The Siebengebirge (/de/), occasionally Sieben Mountains or Seven Mountains, are a hill range of the German Central Uplands on the east bank of the Middle Rhine, southeast of Bonn.

== Description ==
The area, located in the municipalities of Bad Honnef and Königswinter, consists of more than 40 hills. The hills are of ancient volcanic origin and came into being between 28 and 15 million years ago. Much of the territory covered by Sieben Hills belongs to the Sieben Hills Nature Park (Naturpark Siebengebirge), which is under environmental protection.

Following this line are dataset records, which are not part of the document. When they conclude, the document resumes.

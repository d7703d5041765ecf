//! MADLAD-400: T5-style massively multilingual model

use crate::errors::MmdError;
use crate::inference::{GenerationParams, ModelInput};
use crate::langid::DetectedLanguage;
use crate::translation::codes::to_madlad_tag;
use crate::translation::{unsupported, ModelSelector, SourceLanguageUse, TranslationModel};

/// Selects the output language with a `<2xx>` prefix token, no padding.
pub struct MadladTranslator {
    model_id: String,
}

impl MadladTranslator {
    pub fn new(model_id: impl Into<String>) -> Self {
        Self {
            model_id: model_id.into(),
        }
    }

    pub fn target_token(target: &str) -> String {
        format!("<2{}>", target)
    }
}

impl TranslationModel for MadladTranslator {
    fn selector(&self) -> ModelSelector {
        ModelSelector::Madlad
    }

    fn model_id(&self) -> &str {
        &self.model_id
    }

    fn source_language_use(&self) -> SourceLanguageUse {
        SourceLanguageUse::Ignored
    }

    fn normalize_target(&self, target_lang: &str) -> Result<String, MmdError> {
        to_madlad_tag(target_lang).ok_or_else(|| unsupported(target_lang, self.selector()))
    }

    fn encode(
        &self,
        text: &str,
        target: &str,
        _source: Option<&DetectedLanguage>,
    ) -> Result<(ModelInput, GenerationParams), MmdError> {
        let input = ModelInput::new(format!("{}{}", Self::target_token(target), text));
        Ok((input, GenerationParams::default()))
    }
}

#[cfg(test)]
mod tests {
    use super::*;

    #[test]
    fn test_encode_prefixes_target_token_without_padding() {
        let translator = MadladTranslator::new("google/madlad400-10b-mt");
        let (input, _) = translator.encode("Hello", "fr", None).unwrap();

        assert_eq!(input.text, "<2fr>Hello");
        assert!(!input.padding);
    }

    #[test]
    fn test_three_letter_targets_are_shortened() {
        let translator = MadladTranslator::new("google/madlad400-10b-mt");
        assert_eq!(translator.normalize_target("fra").unwrap(), "fr");
        assert_eq!(translator.normalize_target("zh_Hant").unwrap(), "zh_Hant");
    }

    #[test]
    fn test_unknown_target_rejected() {
        let translator = MadladTranslator::new("google/madlad400-10b-mt");
        assert!(matches!(
            translator.normalize_target("zz"),
            Err(MmdError::UnsupportedLanguageCode { .. })
        ));
    }
}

The highest peak is the Ölberg at 460 metres above sea level. It is a popular tourist destination for hiking, because of its natural environment.

== Hills ==
The seven most important hills:

- Großer Ölberg (460 m)
- Löwenburg (455 m)
- Lohrberg (435 m)
- Nonnenstromberg (335m)
- Petersberg (331 m, Former name: Stromberg)
- Wolkenburg (324 m)
- Drachenfels (321 m)

Other hills:

- Himmerich (366 m)
- Trenkeberg (430 m)
- Weilberg (297 m)
- Stenzelberg (287 m)
- Broderkonsberg (378 m)
- Mittelberg (353 m)
- Leyberg (359 m)
- Jungfernhardt (320 m)
- Geisberg (324 m)
- Schallenberg (310 m)
- Großer Breiberg (313 m)
- Kleiner Breiberg (288 m)
- Wasserfall (338 m)
- Kleiner Ölberg (332 m)
- Limperichsberg
- Scharfenberg
- Zickelburg (182 m)

== Origin name ==
Although some sources translate the name literally as Seven Hills, where sieben is modern German for "seven" and a Gebirge is a hill range, alternative derivations for the name have been suggested. Three theories exist:

1. The oldest name was not Siebengebirge, but Sieben Berge (septem montes, seven hills). Depending on the viewpoint near the river Rhine, one notices almost exactly seven hills, which are not always the same and not even the highest. Also, the number seven used to denote an arbitrary amount of items, was connected to magic and thus had a highly symbolic meaning. This makes it an obvious name for an area that was said to be sinister and impenetrable before the 19th century.
2. The word sieben is derived from the word siefen which, in turn comes from the Middle Low German word sîpe "wet depression" or "little stream, brook", the verb sîpen means "trickle, drip".
3. The name Siebengebirge emerged from the word Siedengebirge which indicated the presence of soap boilers ("Seifensieder"), who were banned from the valleys because boiling soap smelled so bad.